After surgery, the doctor continued to provide care to the woman. At every office visit, she was examined, and x-rays were taken of the area with the bone plugs. He told her that the bone plugs were in a good position. At her last visit, the doctor recommended she have another surgery to address other spinal problems. She was examined by a different surgeon, who told her that the bone plugs compressed her nerve roots. He recommended that the bone plugs be removed. The other doctor did remove the bone plugs in a second surgery.

She sued the neurosurgeon under the Texas Medical Liability Act (“TMLA”). She argued that the neurosurgeon was negligent in his administration of health care treatment and failed to offer treatment according to the standard of care. She also alleged he had failed to position the medical devices correctly. Later, she added a claim of fraud, alleging that the neurosurgeon had committed fraud by misrepresenting the position of the bone plugs as excellent. She argued she relied on these representations to her detriment and was stopped from seeking help for the badly positioned bone plugs.

At a jury trial, the doctor moved for a directed verdict on the fraud claim, arguing it was really a healthcare liability claim. The trial court denied the motion for a directed verdict at first, but it ultimately granted it. The jury found for the defendant on the health care liability claim. She appealed, arguing that the trial court had made a mistake in granting the directed verdict as to her fraud claim.

The defendant argued that the trial court had properly granted a directed verdict about the fraud claim because Texas law doesn’t recognize a separate fraud cause of action against a doctor when the basis of the claim has to do with how health care was rendered.

The TMLA defines a “health care liability claim” as a cause of action against a physician for inadequate treatment or another deviation from the standard of care, which proximately causes the injury or death of a patient. The plaintiff needs to prove:  (1) the defendant is a health care provider; (2) the cause of action is for treatment, lack of treatment, or another deviation from the standard of care; and (3) the deviation is the proximate cause of injury or death. There is a rebuttable presumption that a patient’s cause of action against a doctor based on his actions during a patient’s treatment or care is a health care liability claim. The requirements of the TMLA can’t be avoided by claiming that a health care liability claim is another cause of action.

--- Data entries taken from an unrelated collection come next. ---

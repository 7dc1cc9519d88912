//! Simulated-annealing driver: warm-up, cooling, radius and exit schedules.
//!
//! The driver runs WARM → RUN → DONE. Warm-up raises the temperature until
//! trial moves are almost always accepted; each RUN round performs a window
//! of trials, then lets the pluggable schedules update the temperature and
//! move radius from the observed acceptance ratio; the done predicate ends
//! the run.

use crate::ids::NodeId;
use crate::placement::cost::{node_cost, node_pair_cost, total_cost};
use crate::placement::movegen::MoveGenerator;
use crate::placement::state::PlacerState;
use rand::rngs::StdRng;
use rand::Rng;

/// Warm-up schedule: raises the temperature until acceptance is high.
pub trait Warmer: Send {
    /// Given the current temperature and the acceptance ratio of the last
    /// window, returns the next temperature to try, or `None` when warm-up
    /// is complete.
    fn next(&mut self, temperature: f64, accept_ratio: f64) -> Option<f64>;
}

/// Cooling schedule: maps (temperature, acceptance ratio) to the next
/// temperature.
pub trait Cooler: Send {
    /// Returns the temperature for the next round.
    fn next(&mut self, temperature: f64, accept_ratio: f64) -> f64;
}

/// Radius schedule: adapts the move radius to steer acceptance.
pub trait Limiter: Send {
    /// Returns the move radius for the next round.
    fn next(&mut self, radius: u16, accept_ratio: f64, max_hop: u16) -> u16;
}

/// Exit predicate for the RUN phase.
pub trait Doner: Send {
    /// Returns `true` when annealing should stop. `cost` is the map cost
    /// at the end of the round, `best_cost` the lowest seen so far.
    fn done(
        &mut self,
        temperature: f64,
        cost: f64,
        best_cost: f64,
        channel_count: usize,
        round: usize,
    ) -> bool;
}

/// Doubles the temperature until the acceptance ratio reaches a target.
pub struct GeometricWarmer {
    /// Multiplier applied per warm-up window.
    pub factor: f64,
    /// Target acceptance ratio ending warm-up.
    pub target: f64,
    /// Upper bound on warm-up windows, guarding fabrics where the target
    /// is unreachable.
    pub max_windows: usize,
    windows: usize,
}

impl GeometricWarmer {
    /// The default warm-up: factor 2, target 0.96.
    pub fn new() -> Self {
        Self {
            factor: 2.0,
            target: 0.96,
            max_windows: 64,
            windows: 0,
        }
    }
}

impl Default for GeometricWarmer {
    fn default() -> Self {
        Self::new()
    }
}

impl Warmer for GeometricWarmer {
    fn next(&mut self, temperature: f64, accept_ratio: f64) -> Option<f64> {
        if accept_ratio >= self.target || self.windows >= self.max_windows {
            return None;
        }
        self.windows += 1;
        Some(temperature * self.factor)
    }
}

/// Cools faster when acceptance drops: `α = clamp(0.5 + 0.44·r, 0.5, 0.94)`.
#[derive(Debug, Default, Clone, Copy)]
pub struct AdaptiveCooler;

impl Cooler for AdaptiveCooler {
    fn next(&mut self, temperature: f64, accept_ratio: f64) -> f64 {
        let alpha = (0.5 + 0.44 * accept_ratio).clamp(0.5, 0.94);
        temperature * alpha
    }
}

/// Scales the radius to drive acceptance toward 0.44:
/// `r ← clamp(r·(1 − 0.44 + a), 1, max_hop)`.
#[derive(Debug, Default, Clone, Copy)]
pub struct AdaptiveLimiter;

impl Limiter for AdaptiveLimiter {
    fn next(&mut self, radius: u16, accept_ratio: f64, max_hop: u16) -> u16 {
        let scaled = radius as f64 * (1.0 - 0.44 + accept_ratio);
        (scaled.round() as i64).clamp(1, max_hop as i64) as u16
    }
}

/// Default exit predicate: temperature below a fraction of the per-channel
/// cost, a frozen cost, or a round cap.
pub struct DefaultDoner {
    /// Hard cap on RUN rounds.
    pub max_rounds: usize,
    /// Consecutive rounds with an unchanged cost before exiting. A hot
    /// placement keeps fluctuating, so this only fires once the system is
    /// frozen (or was flat to begin with).
    pub stall_rounds: usize,
    /// Exit when `T < temp_fraction · best_cost / channel_count`.
    pub temp_fraction: f64,
    /// Absolute temperature floor.
    pub min_temperature: f64,
    last_cost: f64,
    stalled: usize,
}

impl DefaultDoner {
    /// The default predicate.
    pub fn new() -> Self {
        Self {
            max_rounds: 512,
            stall_rounds: 16,
            temp_fraction: 0.005,
            min_temperature: 1e-4,
            last_cost: f64::INFINITY,
            stalled: 0,
        }
    }
}

impl Default for DefaultDoner {
    fn default() -> Self {
        Self::new()
    }
}

impl Doner for DefaultDoner {
    fn done(
        &mut self,
        temperature: f64,
        cost: f64,
        best_cost: f64,
        channel_count: usize,
        round: usize,
    ) -> bool {
        if round >= self.max_rounds || temperature < self.min_temperature {
            return true;
        }
        if (cost - self.last_cost).abs() < 1e-12 {
            self.stalled += 1;
            if self.stalled >= self.stall_rounds {
                return true;
            }
        } else {
            self.last_cost = cost;
            self.stalled = 0;
        }
        temperature < self.temp_fraction * best_cost / channel_count.max(1) as f64
    }
}

/// Counters and final values reported by one annealing run.
#[derive(Debug, Clone, Copy)]
pub struct AnnealStats {
    /// RUN rounds executed.
    pub rounds: usize,
    /// Accepted moves over the whole run.
    pub accepted: u64,
    /// Attempted trials over the whole run.
    pub attempted: u64,
    /// Temperature at exit.
    pub final_temperature: f64,
    /// Move radius at exit.
    pub final_radius: u16,
    /// Total map cost at exit — the placement objective.
    pub objective: f64,
}

fn metropolis(rng: &mut StdRng, delta: f64, temperature: f64) -> bool {
    delta <= 0.0 || rng.gen::<f64>() < (-delta / temperature).exp()
}

/// One window of trials. Returns `(accepted, decided, attempted)`.
///
/// A trial samples a node, asks the generator for a target, and applies a
/// move (empty target) or a class-legality-checked swap (occupied target)
/// under the Metropolis criterion, undoing on rejection. A trial counts as
/// *decided* once it reaches an accept/reject decision; proposals that
/// yield no move (no candidate, the current location, the node itself) are
/// attempts only, so acceptance ratios are not diluted by them. Attempts
/// are capped at a multiple of the requested successful-move count so
/// windows terminate on frozen placements.
fn run_window(
    state: &mut PlacerState,
    movegen: &mut dyn MoveGenerator,
    rng: &mut StdRng,
    temperature: f64,
    radius: u16,
    move_attempts: usize,
) -> (u64, u64, u64) {
    let attempts_cap = (move_attempts as u64).saturating_mul(8);
    let node_count = state.node_count();
    let mut accepted = 0u64;
    let mut decided = 0u64;
    let mut attempted = 0u64;

    while accepted < move_attempts as u64 && attempted < attempts_cap {
        attempted += 1;
        let i = NodeId::from_raw(rng.gen_range(0..node_count) as u32);
        let Some(target) = movegen.propose(rng, state, i, radius) else {
            continue;
        };
        let from = state.location(i);
        if target == from {
            continue;
        }
        match state.node_at(target) {
            None => {
                decided += 1;
                let before = node_cost(state, i);
                state.move_node(i, target);
                let delta = node_cost(state, i) - before;
                if metropolis(rng, delta, temperature) {
                    accepted += 1;
                } else {
                    state.move_node(i, from);
                }
            }
            Some(j) => {
                if j == i {
                    continue;
                }
                decided += 1;
                // swap legality: each class must accept the other's slot
                let cj = state.get_class(j);
                let ci = state.get_class(i);
                if !state.maptable.is_legal(cj, from.addr as usize, from.slot)
                    || !state.maptable.is_legal(ci, target.addr as usize, target.slot)
                {
                    continue; // an illegal swap is a rejection
                }
                let before = node_pair_cost(state, i, j);
                state.swap(i, j);
                let delta = node_pair_cost(state, i, j) - before;
                if metropolis(rng, delta, temperature) {
                    accepted += 1;
                } else {
                    state.swap(i, j);
                }
            }
        }
    }
    (accepted, decided, attempted)
}

/// Runs the full WARM → RUN → DONE state machine.
#[allow(clippy::too_many_arguments)]
pub(crate) fn anneal(
    state: &mut PlacerState,
    movegen: &mut dyn MoveGenerator,
    warmer: &mut dyn Warmer,
    cooler: &mut dyn Cooler,
    limiter: &mut dyn Limiter,
    doner: &mut dyn Doner,
    rng: &mut StdRng,
    move_attempts: usize,
    initial_temperature: f64,
) -> AnnealStats {
    let max_hop = state.max_hop();
    let mut stats = AnnealStats {
        rounds: 0,
        accepted: 0,
        attempted: 0,
        final_temperature: initial_temperature,
        final_radius: max_hop,
        objective: total_cost(state),
    };
    if state.node_count() < 2 {
        return stats;
    }

    // WARM: raise the temperature until the fabric melts
    let mut temperature = initial_temperature;
    loop {
        let (acc, dec, att) = run_window(state, movegen, rng, temperature, max_hop, move_attempts);
        stats.accepted += acc;
        stats.attempted += att;
        let ratio = if dec > 0 { acc as f64 / dec as f64 } else { 0.0 };
        match warmer.next(temperature, ratio) {
            Some(next) => temperature = next,
            None => break,
        }
    }

    // RUN: anneal until the done predicate fires
    let mut radius = max_hop;
    let mut best = total_cost(state);
    let channel_count = state.channels.len();
    loop {
        let (acc, dec, att) = run_window(state, movegen, rng, temperature, radius, move_attempts);
        stats.accepted += acc;
        stats.attempted += att;
        let ratio = if dec > 0 { acc as f64 / dec as f64 } else { 0.0 };

        let cost = total_cost(state);
        best = best.min(cost);
        temperature = cooler.next(temperature, ratio);
        radius = limiter.next(radius, ratio, max_hop);
        stats.rounds += 1;
        if doner.done(temperature, cost, best, channel_count, stats.rounds) {
            break;
        }
    }

    stats.final_temperature = temperature;
    stats.final_radius = radius;
    stats.objective = total_cost(state);
    stats
}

The appellate court explained that the plaintiff’s fraud claim arose during post-operative treatment. It was based on allegations that the plugs weren’t properly placed. The only way the plaintiff could establish this was through expert testimony. The appellate court concluded that the trial court had properly found the fraud claim was simply part of the health care liability claim regarding treatment or lack thereof by the neurosurgeon.

If you are injured due to medical malpractice, the experienced San Antonio attorneys at Carabin & Shaw may be able to represent you and develop a sound strategy for handling your case. Call our office for more information at 1-800-862-1260.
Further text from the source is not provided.